Stored items:
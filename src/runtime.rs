//! Runtime - Graceful shutdown and signal handling

use std::sync::atomic::{AtomicBool, Ordering};
use std::sync::Arc;
use tokio::sync::broadcast;

/// Shutdown signal broadcaster
#[derive(Clone)]
pub struct Shutdown {
    sender: broadcast::Sender<()>,
    triggered: Arc<AtomicBool>,
}

impl Default for Shutdown {
    fn default() -> Self { Self::new() }
}

impl Shutdown {
    pub fn new() -> Self {
        let (sender, _) = broadcast::channel(1);
        Self { sender, triggered: Arc::new(AtomicBool::new(false)) }
    }

    /// Subscribe to shutdown signal
    pub fn subscribe(&self) -> broadcast::Receiver<()> {
        self.sender.subscribe()
    }

    /// Trigger shutdown. Only the first call broadcasts.
    pub fn trigger(&self) {
        if !self.triggered.swap(true, Ordering::SeqCst) {
            tracing::info!("shutdown triggered");
            let _ = self.sender.send(());
        }
    }

    pub fn is_triggered(&self) -> bool {
        self.triggered.load(Ordering::SeqCst)
    }
}

/// Install signal handlers and return shutdown handle
pub fn install_signal_handlers() -> Shutdown {
    let shutdown = Shutdown::new();
    let handle = shutdown.clone();

    tokio::spawn(async move {
        #[cfg(unix)]
        {
            use tokio::signal::unix::{signal, SignalKind};
            let (mut sigterm, mut sigint) =
                match (signal(SignalKind::terminate()), signal(SignalKind::interrupt())) {
                    (Ok(term), Ok(int)) => (term, int),
                    (Err(e), _) | (_, Err(e)) => {
                        tracing::warn!(error = %e, "cannot install signal handlers");
                        return;
                    }
                };

            tokio::select! {
                _ = sigterm.recv() => tracing::info!("Received SIGTERM"),
                _ = sigint.recv() => tracing::info!("Received SIGINT"),
            }
        }

        #[cfg(not(unix))]
        {
            if let Err(e) = tokio::signal::ctrl_c().await {
                tracing::warn!(error = %e, "cannot listen for Ctrl+C");
                return;
            }
            tracing::info!("Received Ctrl+C");
        }

        handle.trigger();
    });

    shutdown
}

#[cfg(test)]
mod tests {
    use super::*;

    #[tokio::test]
    async fn trigger_broadcasts_once() {
        let shutdown = Shutdown::new();
        let mut rx = shutdown.subscribe();
        assert!(!shutdown.is_triggered());

        shutdown.trigger();
        shutdown.trigger();
        assert!(shutdown.is_triggered());
        assert!(rx.recv().await.is_ok());
        assert!(rx.try_recv().is_err());
    }
}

About this task: Starting at the line above that contains "use super::*;", write out each line exactly until the line that contains "assert!(rx.recv().await.is_ok());" has been written, and stop there.

Task output:
    use super::*;

    #[tokio::test]
    async fn trigger_broadcasts_once() {
        let shutdown = Shutdown::new();
        let mut rx = shutdown.subscribe();
        assert!(!shutdown.is_triggered());

        shutdown.trigger();
        shutdown.trigger();
        assert!(shutdown.is_triggered());
        assert!(rx.recv().await.is_ok());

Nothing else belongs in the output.